Sterk is a player who transferred from Washington and has been fantastic ever since coming to the Bobcats in 2017. Last year, Sterk had an impressive 15 sack. He actually led the Big Sky in tackles for loss and sacks. The standout has received little to no buzz over the draft season after garnering some attention before the 2019 season.
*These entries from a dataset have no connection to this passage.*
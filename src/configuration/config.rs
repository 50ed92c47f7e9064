#[cfg(test)]
#[path = "config_test.rs"]
mod tests;

use std::collections::HashMap;
use std::path;

use anyhow::bail;
use anyhow::Result;
use clap::ArgMatches;
use clap::Command;
use dashmap::DashMap;
use once_cell::sync::Lazy;
use strum::EnumIter;
use strum::EnumVariantNames;
use strum::IntoEnumIterator;
use tokio::fs;

use crate::domain::models::Language;
use crate::domain::models::Palette;

static CONFIG: Lazy<DashMap<String, String>> = Lazy::new(DashMap::new);

#[derive(Clone, Copy, Debug, Eq, Hash, PartialEq, EnumIter, EnumVariantNames, strum::Display)]
#[strum(serialize_all = "kebab-case")]
pub enum ConfigKey {
    ApiToken,
    ApiURL,
    ConfigFile,
    Language,
    Model,
    OutputDir,
    Theme,
    UsersFile,
    Username,
}

pub struct Config {}

impl Config {
    pub fn get(key: ConfigKey) -> String {
        if let Some(val) = CONFIG.get(&key.to_string()) {
            return val.to_string();
        }

        return "".to_string();
    }

    pub fn set(key: ConfigKey, value: &str) {
        CONFIG.insert(key.to_string(), value.to_string());
    }

    pub fn default(key: ConfigKey) -> String {
        let default_language = Language::default().to_string();
        let default_theme = Palette::default().to_string();

        let config_path = dirs::config_dir()
            .unwrap_or_else(|| return path::PathBuf::from("."))
            .join("snipsmith/config.toml");

        let res = match key {
            ConfigKey::ApiToken => "",
            ConfigKey::ApiURL => "https://openrouter.ai/api",
            ConfigKey::Language => &default_language,
            ConfigKey::Model => "openrouter/auto",
            ConfigKey::OutputDir => ".",
            ConfigKey::Theme => &default_theme,
            ConfigKey::UsersFile => "users.txt",

            // Special
            ConfigKey::ConfigFile => return config_path.to_string_lossy().to_string(),
            ConfigKey::Username => "",
        };

        return res.to_string();
    }

    fn possible_values(cmd: &Command, key: ConfigKey) -> Vec<String> {
        if let Some(arg) = cmd
            .get_arguments()
            .find(|e| return e.get_long() == Some(key.to_string().as_str()))
        {
            return arg
                .get_possible_values()
                .iter()
                .map(|e| return e.get_name().to_string())
                .collect::<Vec<String>>();
        }

        return vec![];
    }

    /// Resolves every key from defaults, then the config file, then CLI
    /// arguments and environment variables. Nothing is written to the global
    /// store unless the whole resolution succeeds.
    pub async fn load(cmd: Command, clap_arg_matches: Vec<&ArgMatches>) -> Result<()> {
        let mut values = ConfigKey::iter()
            .map(|key| return (key, Config::default(key)))
            .collect::<HashMap<ConfigKey, String>>();

        let mut config_file = Config::default(ConfigKey::ConfigFile);
        for matches in clap_arg_matches.as_slice() {
            if let Ok(Some(arg_config_file)) =
                matches.try_get_one::<String>(&ConfigKey::ConfigFile.to_string())
            {
                config_file = arg_config_file.to_string();
            }
        }

        let config_path = path::PathBuf::from(config_file);
        if config_path.exists() {
            let toml_str = fs::read_to_string(&config_path).await?;
            let doc = toml_str.parse::<toml_edit::Document>()?;

            for key in ConfigKey::iter() {
                if let Some(val) = doc.get(&key.to_string()) {
                    let Some(val_str) = val.as_str() else {
                        bail!(format!("config.toml has a non-string value for key '{key}'"));
                    };
                    if val_str.is_empty() {
                        continue;
                    }

                    // Use clap value parsers to do validation.
                    let possible_values = Config::possible_values(&cmd, key);
                    if !possible_values.is_empty()
                        && !possible_values.contains(&val_str.to_string())
                    {
                        bail!(format!("config.toml has an invalid value for key '{key}': {val_str}\nPossible values are: {}", possible_values.join(", ")));
                    }
                    values.insert(key, val_str.to_string());
                }
            }
        }

        for key in ConfigKey::iter() {
            for matches in clap_arg_matches.as_slice() {
                if let Ok(Some(val)) = matches.try_get_one::<String>(&key.to_string()) {
                    if val.is_empty() {
                        continue;
                    }
                    values.insert(key, val.to_string());
                }
            }
        }

        for (key, val) in values.iter() {
            Config::set(*key, val);
        }

        tracing::debug!(
            api_url = Config::get(ConfigKey::ApiURL),
            model = Config::get(ConfigKey::Model),
            language = Config::get(ConfigKey::Language),
            theme = Config::get(ConfigKey::Theme),
            users_file = Config::get(ConfigKey::UsersFile),
            output_dir = Config::get(ConfigKey::OutputDir),
            "config"
        );

        return Ok(());
    }

    /// The API token is the one setting that has no usable default.
    pub fn validate() -> Result<()> {
        if Config::get(ConfigKey::ApiToken).is_empty() {
            bail!("OpenRouter API key not found. Please set OPENROUTER_API_KEY in your environment or .env file.");
        }

        return Ok(());
    }

    pub fn serialize_default(cmd: Command) -> String {
        let toml_str = ConfigKey::iter()
            .filter_map(|key| {
                if key == ConfigKey::ConfigFile || key == ConfigKey::Username {
                    return None;
                }

                let arg = cmd
                    .get_arguments()
                    .find(|e| return e.get_long() == Some(key.to_string().as_str()))?;

                let mut description = arg
                    .get_help()
                    .map(|e| return e.to_string())
                    .unwrap_or_default();

                description = description
                    .split("[default:")
                    .next()
                    .unwrap_or_default()
                    .trim()
                    .to_string();

                let possible_values = Config::possible_values(&cmd, key);
                if !possible_values.is_empty() {
                    description = format!(
                        "{description} [possible values: {}]",
                        possible_values.join(", ")
                    );
                }

                let mut val = Config::default(key);
                if val.is_empty() {
                    val = format!("# {key} = \"\"");
                } else {
                    val = format!("{key} = \"{val}\"");
                }

                return Some(format!("# {description}\n{val}"));
            })
            .collect::<Vec<String>>()
            .join("\n\n");

        return toml_str;
    }
}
Something that makes Sterk interesting is that while he has a ton of production, a lot of his tackling production is just pure effort and heart. His motor runs extremely hot, and he is all over the field on his tape. This is a screen play that he does not read properly until the ball is out, and he ranges over to make the tackle in backside pursuit of the ball carrier. As an evaluator, that is something that I love to see. Sterk has a nice hip flip here as well and is pretty smooth all things considered. Montana State did let him drop off-ball from a stand-up spot, and while he was not the quickest, the hip fluidity was never the issue.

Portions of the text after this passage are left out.